Hanum menatap Pram tidak mengerti.
"Jadi Tuan tidak ingin saya melakukan seperti di film tadi?"
"Aku tidak akan memintamu melakukan yang itu, cepatlah gosok gigimu, aku tidak ingin saat menciummu, mulutmu bau muntah!"
"Tuan ingin mencium saya lagi? Tidak takut ...."
"Hanum! Aku tidak ingin malam ini terbuang dengan sia-sia. Sudah aku katakan, semakin cepat kau hamil, semakin cepat kontrak kita berakhir, semakin cepat kau bebas dariku, paham!"
"Iya, Tuan."
"Jangan memanggilku Tuan!"
"Iya, Juragan."
"Jangan memanggilku juragan!"
"Iya, Den"
"Errrr, jangan memanggil yang membuatku merasa sedang bercinta dengan pembantu, Hanuuuummm!" Geram Pram.
"Jadi saya harus memanggil apa, Bapak? Nanti Tuan merasa sedang bercinta dengan anak sendiri," jawab Hanum dengan polosnya, membuat Pram benar-benar kesal luar biasa.
"Apa saya harus memanggil Kang, Bang, atau Mas? Di dusun saya, para su ...."

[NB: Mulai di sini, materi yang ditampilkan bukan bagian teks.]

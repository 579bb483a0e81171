//! Gateway 应用状态

use std::sync::Arc;

use crate::config::{Modality, ModelConfig};
use crate::providers::Generator;

/// Gateway 应用状态
///
/// Generator 在启动时构造并注入，处理器之间不共享可变状态
#[derive(Clone)]
pub struct AppState {
    generator: Arc<dyn Generator>,
    models: ModelConfig,
}

impl AppState {
    pub fn new(generator: Arc<dyn Generator>, models: ModelConfig) -> Self {
        Self { generator, models }
    }

    pub fn generator(&self) -> &Arc<dyn Generator> {
        &self.generator
    }

    pub fn models(&self) -> &ModelConfig {
        &self.models
    }

    /// 按模态选择模型标识
    pub fn model_for(&self, modality: Modality) -> &str {
        self.models.model_for(modality)
    }
}
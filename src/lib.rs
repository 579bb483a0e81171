//! Gemrelay - Gemini API 中继服务
//!
//! 一个轻量级的 HTTP 中继，把文本、图片、音频和文档请求转换成
//! Gemini `generateContent` 调用，并把生成的文本以 JSON 返回。
//!
//! # 功能特性
//!
//! - 纯文本生成（JSON 请求体）
//! - 图片 / 音频多模态生成（multipart 上传，inline data 透传）
//! - 文档问答（UTF-8 解码后拼接进提示词）
//! - 统一的错误到状态码映射（400 校验错误 / 500 上游错误）
//!
//! # 命令行接口
//!
//! - `serve`: 启动中继服务器
//! - `test`: 向本地服务器发送测试请求

pub mod commands;
pub mod config;
pub mod gateway;
pub mod providers;
pub mod utils;
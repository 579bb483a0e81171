//! 根路径问候和健康检查处理器

use axum::{extract::State, Json};
use serde::Serialize;
use serde_json::json;

use crate::config::ModelConfig;
use crate::gateway::state::AppState;

/// 健康检查响应
#[derive(Serialize)]
struct HealthResponse {
    status: &'static str,
    version: &'static str,
    generator: String,
    models: ModelConfig,
}

/// GET /
pub async fn handle_index() -> &'static str {
    "Hello from the Gemini relay!"
}

/// GET /health
pub async fn handle_health(State(state): State<AppState>) -> Json<serde_json::Value> {
    Json(json!(HealthResponse {
        status: "ok",
        version: env!("CARGO_PKG_VERSION"),
        generator: state.generator().name().to_string(),
        models: state.models().clone(),
    }))
}
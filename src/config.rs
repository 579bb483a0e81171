//! 应用配置模块
//!
//! 负责从环境变量加载应用配置，包括：
//! - 服务器监听地址和端口
//! - Gemini API Key
//! - 各路由使用的模型标识

use anyhow::{Context, Result};
use serde::Serialize;

/// 所有路由的默认模型
const DEFAULT_MODEL: &str = "gemini-1.5-flash-latest";

/// 默认监听端口
const DEFAULT_PORT: &str = "3000";

/// 请求的模态，决定使用哪个模型以及上游负载的构造方式
#[derive(Debug, Clone, Copy, PartialEq, Eq)]
pub enum Modality {
    Text,
    Image,
    Audio,
    Document,
}

impl Modality {
    /// 日志用的小写名称
    pub fn as_str(&self) -> &'static str {
        match self {
            Modality::Text => "text",
            Modality::Image => "image",
            Modality::Audio => "audio",
            Modality::Document => "document",
        }
    }
}

/// 各路由的模型配置
///
/// 文档路由不发送二进制内容，复用文本模型
#[derive(Debug, Clone, Serialize)]
pub struct ModelConfig {
    pub text_model: String,
    pub image_model: String,
    pub audio_model: String,
}

impl ModelConfig {
    /// 根据模态选择模型标识
    pub fn model_for(&self, modality: Modality) -> &str {
        match modality {
            Modality::Text | Modality::Document => &self.text_model,
            Modality::Image => &self.image_model,
            Modality::Audio => &self.audio_model,
        }
    }
}

/// 应用配置
///
/// 包含服务器运行所需的所有配置项
#[derive(Debug, Clone)]
pub struct Config {
    /// 服务器监听地址（如 "0.0.0.0" 或 "127.0.0.1"）
    pub host: String,
    /// 服务器监听端口
    pub port: u16,
    /// Gemini API Key
    pub api_key: String,
    /// 各路由的模型配置
    pub models: ModelConfig,
}

impl Config {
    /// 从环境变量加载配置
    ///
    /// # 环境变量
    ///
    /// - `GEMRELAY_HOST`: 服务器监听地址（默认: "0.0.0.0"）
    /// - `GEMRELAY_PORT`: 服务器监听端口（默认: 3000）
    /// - `GEMINI_API_KEY`: Gemini API Key（**必需**）
    /// - `GEMRELAY_TEXT_MODEL` / `GEMRELAY_IMAGE_MODEL` / `GEMRELAY_AUDIO_MODEL`:
    ///   各路由的模型标识（默认: "gemini-1.5-flash-latest"）
    ///
    /// # 错误
    ///
    /// - 如果 `GEMINI_API_KEY` 未设置
    /// - 如果 `GEMRELAY_PORT` 不是有效的端口号
    pub fn from_env() -> Result<Self> {
        let host = std::env::var("GEMRELAY_HOST").unwrap_or_else(|_| "0.0.0.0".to_string());

        let port = std::env::var("GEMRELAY_PORT")
            .unwrap_or_else(|_| DEFAULT_PORT.to_string())
            .parse()
            .context("GEMRELAY_PORT must be a valid port number")?;

        let api_key = std::env::var("GEMINI_API_KEY")
            .context("GEMINI_API_KEY environment variable is required")?;

        let models = ModelConfig {
            text_model: env_or_default("GEMRELAY_TEXT_MODEL", DEFAULT_MODEL),
            image_model: env_or_default("GEMRELAY_IMAGE_MODEL", DEFAULT_MODEL),
            audio_model: env_or_default("GEMRELAY_AUDIO_MODEL", DEFAULT_MODEL),
        };

        Ok(Self {
            host,
            port,
            api_key,
            models,
        })
    }
}

fn env_or_default(key: &str, default: &str) -> String {
    std::env::var(key).unwrap_or_else(|_| default.to_string())
}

"Cukup Hanum! Gosok gigimu sekarang juga, soal panggilan nanti kita bicarakan lagi, cepatlah!" Pram beranjak meninggalkan Hanum yang masih berada di dalam kamar mandi. Hanum menggaruk kepalanya, berusaha memikirkan panggilan apa yang tepat untuk Pram.
Saat Hanum kembali ke dalam kamar, ia naik ke atas tempat tidur, dan menutupi tubuh polosnya dengan selimut. Ada rasa lucu dan malu melihat keadaannya sendiri. Seumur hidupnya baru kali ini berkeliaran tanpa memakai apapun di tubuhnya.
"Mendekatlah, agar kau bisa melihat dengan jelas, jadi kau tidak lagi mengira aku hantu yang sedang menyusu!" Pram menepuk tempat di sebelahnya. Hanum beringsut mendekat. Tayangan di layar membuat wajah Hanum merona, sepasang pria, dan wanita tengah berciuman dengan bibir mereka. Tanpa sadar Hanum meraba bibir, dan menjulurkan lidahnya, Pram mengamati reaksi Hanum saat melihat tayangan film dari dvd yang diputarnya, tiba-tiba saja Pram ingin tertawa sekerasnya.